<<<<

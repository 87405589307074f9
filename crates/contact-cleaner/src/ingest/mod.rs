//! Input ingestion: CSV loading and column mapping.
//!
//! External column names are mapped onto the four logical field slots once,
//! here, so the record processor never sees format variance. Headers match
//! case-insensitively; extra columns are ignored; a missing column reads as
//! empty for every row. Only an input with none of the expected columns is
//! rejected.

use crate::error::{CleaningError, Result, ResultExt};
use crate::types::{FieldKind, RawContact};
use polars::io::csv::read::CsvReadOptions;
use polars::prelude::*;
use std::io::Cursor;
use std::path::Path;
use tracing::{debug, info, warn};

/// Which input column feeds each logical field.
#[derive(Debug, Clone, Default, PartialEq, Eq)]
pub struct ColumnMapping {
    slots: [Option<String>; 4],
}

impl ColumnMapping {
    /// Resolve headers onto field slots.
    ///
    /// The first header matching a field wins; later duplicates are ignored
    /// with a warning.
    pub fn from_headers<S: AsRef<str>>(headers: &[S]) -> Result<Self> {
        let mut mapping = Self::default();

        for header in headers {
            let header = header.as_ref();
            let Some(kind) = FieldKind::from_header(header) else {
                debug!("Ignoring unrecognised column '{}'", header);
                continue;
            };
            if let Some(existing) = mapping.column_for(kind) {
                warn!(
                    "Column '{}' also maps to {}; keeping '{}'",
                    header, kind, existing
                );
                continue;
            }
            debug!("Mapped column '{}' -> {}", header, kind);
            mapping.slots[kind as usize] = Some(header.to_string());
        }

        if mapping.slots.iter().all(Option::is_none) {
            return Err(CleaningError::NoRecognizedColumns {
                found: headers.iter().map(|h| h.as_ref().to_string()).collect(),
            });
        }

        let missing = mapping.missing();
        if !missing.is_empty() {
            warn!("Input has no column for {:?}; treating as empty", missing);
        }
        Ok(mapping)
    }

    /// The input column feeding `kind`, if any.
    pub fn column_for(&self, kind: FieldKind) -> Option<&str> {
        self.slots[kind as usize].as_deref()
    }

    /// Logical fields with no input column.
    pub fn missing(&self) -> Vec<FieldKind> {
        FieldKind::ALL
            .into_iter()
            .filter(|kind| self.column_for(*kind).is_none())
            .collect()
    }
}

/// Load a contacts CSV with every column read as a string.
///
/// Schema inference is disabled so phone numbers keep their leading zeros.
/// If the first read fails, the file is retried with blank lines removed.
pub fn load_csv(path: impl AsRef<Path>) -> Result<DataFrame> {
    let path = path.as_ref();
    if !path.exists() {
        return Err(CleaningError::InputNotFound(path.to_path_buf()));
    }

    match string_csv_options()
        .try_into_reader_with_file_path(Some(path.to_path_buf()))?
        .finish()
    {
        Ok(df) => return Ok(df),
        Err(e) => debug!("Standard loading failed: {}", e),
    }

    let content = std::fs::read_to_string(path).context(format!("Reading {}", path.display()))?;
    let cleaned = strip_blank_lines(&content);
    string_csv_options()
        .into_reader_with_file_handle(Cursor::new(cleaned))
        .finish()
        .context(format!("Parsing {}", path.display()))
}

/// Map a frame's rows onto [`RawContact`]s tagged with 0-based row indices.
pub fn raw_contacts_from_frame(df: &DataFrame) -> Result<Vec<RawContact>> {
    let headers: Vec<String> = df
        .get_column_names()
        .into_iter()
        .map(|s| s.to_string())
        .collect();
    let mapping = ColumnMapping::from_headers(&headers)?;

    let mut contacts: Vec<RawContact> = (0..df.height()).map(RawContact::new).collect();
    for kind in FieldKind::ALL {
        let Some(column) = mapping.column_for(kind) else {
            continue;
        };
        let series = df
            .column(column)?
            .as_materialized_series()
            .cast(&DataType::String)?;
        for (contact, value) in contacts.iter_mut().zip(series.str()?.into_iter()) {
            if let Some(value) = value {
                contact.set(kind, value.to_string());
            }
        }
    }

    Ok(contacts)
}

/// Load and map a contacts file in one step.
pub fn load_contacts(path: impl AsRef<Path>) -> Result<Vec<RawContact>> {
    let path = path.as_ref();
    let df = load_csv(path)?;
    info!("Loaded {} rows from {}", df.height(), path.display());
    raw_contacts_from_frame(&df).context("Mapping input columns")
}

fn string_csv_options() -> CsvReadOptions {
    CsvReadOptions::default()
        .with_has_header(true)
        .with_infer_schema_length(Some(0))
        .with_parse_options(CsvParseOptions::default().with_quote_char(Some(b'"')))
}

fn strip_blank_lines(content: &str) -> String {
    content
        .lines()
        .filter(|line| !line.trim().is_empty())
        .collect::<Vec<_>>()
        .join("\n")
}

#[cfg(test)]
mod tests {
    use super::*;

    #[test]
    fn test_mapping_is_case_insensitive() {
        let mapping = ColumnMapping::from_headers(&[" Phone", "EMAIL", "Name", "Company "]).unwrap();
        assert_eq!(mapping.column_for(FieldKind::Email), Some("EMAIL"));
        assert_eq!(mapping.column_for(FieldKind::Phone), Some(" Phone"));
        assert!(mapping.missing().is_empty());
    }

    #[test]
    fn test_mapping_ignores_extra_and_keeps_first_duplicate() {
        let mapping = ColumnMapping::from_headers(&["email", "notes", "Email"]).unwrap();
        assert_eq!(mapping.column_for(FieldKind::Email), Some("email"));
        assert_eq!(
            mapping.missing(),
            vec![FieldKind::Name, FieldKind::Company, FieldKind::Phone]
        );
    }

    #[test]
    fn test_mapping_without_known_columns_is_structural_error() {
        let err = ColumnMapping::from_headers(&["foo", "bar"]).unwrap_err();
        assert_eq!(err.error_code(), "NO_RECOGNIZED_COLUMNS");
        assert!(err.is_structural());
    }

    #[test]
    fn test_raw_contacts_from_frame() {
        let df = df!(
            "Full Notes" => ["x", "y"],
            "NAME" => [Some(" alice "), None],
            "Email" => ["ALICE@X.COM", "bob@x.com"],
        )
        .unwrap();

        let contacts = raw_contacts_from_frame(&df).unwrap();
        assert_eq!(contacts.len(), 2);
        assert_eq!(contacts[0].source_row_index, 0);
        assert_eq!(contacts[0].name, " alice ");
        assert_eq!(contacts[0].email, "ALICE@X.COM");
        assert_eq!(contacts[1].source_row_index, 1);
        assert_eq!(contacts[1].name, "");
        assert_eq!(contacts[1].phone, "");
    }

    #[test]
    fn test_raw_contacts_from_frame_first_duplicate_column_wins() {
        let df = df!(
            "Email" => ["first@x.com"],
            "email" => ["second@x.com"],
        )
        .unwrap();

        let contacts = raw_contacts_from_frame(&df).unwrap();
        assert_eq!(contacts[0].email, "first@x.com");
    }

    #[test]
    fn test_load_csv_missing_file() {
        let err = load_csv("definitely/not/here.csv").unwrap_err();
        assert!(matches!(err, CleaningError::InputNotFound(_)));
    }

    #[test]
    fn test_strip_blank_lines() {
        assert_eq!(strip_blank_lines("a,b\n\n  \n1,2\n"), "a,b\n1,2");
    }
}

>>>>

• PROBLEM STATEMENT: Locate and copy each line in the data above that includes the word "info".

• RESULT:
use tracing::{debug, info, warn};
    info!("Loaded {} rows from {}", df.height(), path.display());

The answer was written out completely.